Of course, Emerson praises Lincoln:

He has been permitted to do more for America than any other American man. He is well entitled to the most indulgent construction. Forget all that we thought shortcomings, every mistake, every delay. In the extreme embarrassments of his part, call these endurance, wisdom, magnanimity; illuminated, as they now are, by this dazzling success.

And concludes that Lincoln’s courage to “seize the moment” has reinstated the federal government into “the good graces of mankind.”

Not only can American citizens have faith in their government again, they have also ceased to be hypocrites and “what we have styled our free institutions will be such.” Americans can hold up their heads again because their honor has been returned. Maybe I am reading it wrong, but when Emerson says the Proclamation

does not promise the redemption of the black race; that lies not with us: but it relieves it of our opposition. The President by this act has paroled all the slaves in America; they will no more fight against us: and it relieves our race once for all of its crime and false position.

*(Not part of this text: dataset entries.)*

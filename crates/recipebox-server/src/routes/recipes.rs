use axum::{
    extract::{Path, State},
    http::StatusCode,
    routing::{get, put},
    Json, Router,
};
use recipebox_core::recipe::{NewRecipe, Recipe, RecipeId};
use recipebox_service::{RecipeService, ServiceError};
use serde_json::{json, Value};
use tracing::{info, warn};

use super::AppState;

pub fn routes() -> Router<AppState> {
    Router::new()
        .route("/recipes", get(list_recipes).post(create_recipe))
        .route("/recipes/{id}", put(update_recipe).delete(delete_recipe))
}

async fn list_recipes(
    State(state): State<AppState>,
) -> Result<Json<Value>, (StatusCode, Json<Value>)> {
    let recipes = state.service.list_recipes().await.map_err(to_error)?;
    Ok(Json(json!(recipes)))
}

async fn create_recipe(
    State(state): State<AppState>,
    Json(input): Json<NewRecipe>,
) -> Result<(StatusCode, Json<Value>), (StatusCode, Json<Value>)> {
    let recipe = state.service.create_recipe(&input).await.map_err(to_error)?;
    info!("created recipe {} ({})", recipe.id, recipe.name);
    Ok((StatusCode::CREATED, Json(json!(recipe))))
}

async fn update_recipe(
    State(state): State<AppState>,
    Path(id): Path<String>,
    Json(input): Json<Recipe>,
) -> Result<Json<Value>, (StatusCode, Json<Value>)> {
    let id = RecipeId::from_segment(&id);
    let recipe = state.service.update_recipe(&id, &input).await.map_err(to_error)?;
    info!("updated recipe {id}");
    Ok(Json(json!(recipe)))
}

async fn delete_recipe(
    State(state): State<AppState>,
    Path(id): Path<String>,
) -> Result<Json<Value>, (StatusCode, Json<Value>)> {
    let id = RecipeId::from_segment(&id);
    state.service.delete_recipe(&id).await.map_err(to_error)?;
    info!("deleted recipe {id}");
    Ok(Json(json!({ "message": "Recipe deleted", "id": id })))
}

fn to_error(e: ServiceError) -> (StatusCode, Json<Value>) {
    let status = match &e {
        ServiceError::NotFound(_) => StatusCode::NOT_FOUND,
        ServiceError::InvalidInput(_) => StatusCode::BAD_REQUEST,
        ServiceError::Http { status, .. } => {
            StatusCode::from_u16(*status).unwrap_or(StatusCode::INTERNAL_SERVER_ERROR)
        }
        ServiceError::Internal(_) => StatusCode::INTERNAL_SERVER_ERROR,
    };
    warn!("request failed: {e}");
    (status, Json(json!({ "error": e.to_string() })))
}

#[cfg(test)]
mod tests {
    use axum::body::Body;
    use axum::http::{Method, Request, StatusCode as AxumStatusCode};
    use serde_json::Value;
    use tower::ServiceExt;

    use crate::test_helpers::test_router;

    async fn body_json(resp: axum::response::Response) -> Value {
        let bytes = axum::body::to_bytes(resp.into_body(), usize::MAX)
            .await
            .unwrap();
        serde_json::from_slice(&bytes).unwrap()
    }

    fn tea_body() -> String {
        serde_json::to_string(&serde_json::json!({
            "name": "Tea",
            "ingredients": ["water", "tea leaves"],
            "steps": ["boil", "steep"],
            "image": "x.jpg",
        }))
        .unwrap()
    }

    fn post_tea() -> Request<Body> {
        Request::builder()
            .method(Method::POST)
            .uri("/recipes")
            .header("content-type", "application/json")
            .body(Body::from(tea_body()))
            .unwrap()
    }

    #[tokio::test]
    async fn list_starts_empty() {
        let app = test_router();
        let resp = app
            .oneshot(Request::builder().uri("/recipes").body(Body::empty()).unwrap())
            .await
            .unwrap();
        assert_eq!(resp.status(), AxumStatusCode::OK);
        let v = body_json(resp).await;
        assert!(v.as_array().unwrap().is_empty());
    }

    #[tokio::test]
    async fn create_returns_record_with_id() {
        let app = test_router();
        let resp = app.clone().oneshot(post_tea()).await.unwrap();
        assert_eq!(resp.status(), AxumStatusCode::CREATED);
        let v = body_json(resp).await;
        assert_eq!(v["id"], 1);
        assert_eq!(v["name"], "Tea");
        assert_eq!(v["ingredients"][1], "tea leaves");

        let resp = app
            .oneshot(Request::builder().uri("/recipes").body(Body::empty()).unwrap())
            .await
            .unwrap();
        let v = body_json(resp).await;
        assert_eq!(v.as_array().unwrap().len(), 1);
    }

    #[tokio::test]
    async fn update_unknown_id_is_404() {
        let app = test_router();
        let body = serde_json::to_string(&serde_json::json!({
            "id": 7, "name": "X", "ingredients": [], "steps": [], "image": ""
        }))
        .unwrap();
        let resp = app
            .oneshot(
                Request::builder()
                    .method(Method::PUT)
                    .uri("/recipes/7")
                    .header("content-type", "application/json")
                    .body(Body::from(body))
                    .unwrap(),
            )
            .await
            .unwrap();
        assert_eq!(resp.status(), AxumStatusCode::NOT_FOUND);
        let v = body_json(resp).await;
        assert!(v["error"].as_str().unwrap().contains("not found"));
    }

    #[tokio::test]
    async fn delete_confirms_with_json() {
        let app = test_router();
        let _ = app.clone().oneshot(post_tea()).await.unwrap();
        let resp = app
            .clone()
            .oneshot(
                Request::builder()
                    .method(Method::DELETE)
                    .uri("/recipes/1")
                    .body(Body::empty())
                    .unwrap(),
            )
            .await
            .unwrap();
        assert_eq!(resp.status(), AxumStatusCode::OK);
        let v = body_json(resp).await;
        assert_eq!(v["message"], "Recipe deleted");
        assert_eq!(v["id"], 1);

        let resp = app
            .oneshot(
                Request::builder()
                    .method(Method::DELETE)
                    .uri("/recipes/1")
                    .body(Body::empty())
                    .unwrap(),
            )
            .await
            .unwrap();
        assert_eq!(resp.status(), AxumStatusCode::NOT_FOUND);
    }

    #[tokio::test]
    async fn zero_padded_id_does_not_alias_record() {
        let app = test_router();
        let _ = app.clone().oneshot(post_tea()).await.unwrap();
        let resp = app
            .clone()
            .oneshot(
                Request::builder()
                    .method(Method::DELETE)
                    .uri("/recipes/01")
                    .body(Body::empty())
                    .unwrap(),
            )
            .await
            .unwrap();
        assert_eq!(resp.status(), AxumStatusCode::NOT_FOUND);

        let resp = app
            .oneshot(Request::builder().uri("/recipes").body(Body::empty()).unwrap())
            .await
            .unwrap();
        let v = body_json(resp).await;
        assert_eq!(v.as_array().unwrap().len(), 1);
    }

    #[tokio::test]
    async fn blank_name_is_bad_request() {
        let app = test_router();
        let body = serde_json::to_string(&serde_json::json!({
            "name": "", "ingredients": [""], "steps": [""], "image": ""
        }))
        .unwrap();
        let resp = app
            .oneshot(
                Request::builder()
                    .method(Method::POST)
                    .uri("/recipes")
                    .header("content-type", "application/json")
                    .body(Body::from(body))
                    .unwrap(),
            )
            .await
            .unwrap();
        assert_eq!(resp.status(), AxumStatusCode::BAD_REQUEST);
    }
}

When he says this I get the feeling that he believes whites have done their duty and now no longer have any responsibility. It’s as if he believes that by ending slavery blacks, who were beaten and not allowed any education, will suddenly, without opposition from whites and their laws, be able to pull themselves up and take full advantage of the same opportunities as whites whose hands are now washed clean. Like I said, I could be reading it wrong, but it’s as though Emerson cared more about ending the institution of slavery than he did about the slaves themselves.

He goes on to speak of the war and how it was inevitable. He talks about the war in the past tense, as though now that the slaves are free it would be all over. “Reconstruction on a just and healthful basis” seems to be just around the corner. But Emerson got a little ahead of himself because the war lasted another three years and the horror of Gettysburg was a little less than a year away.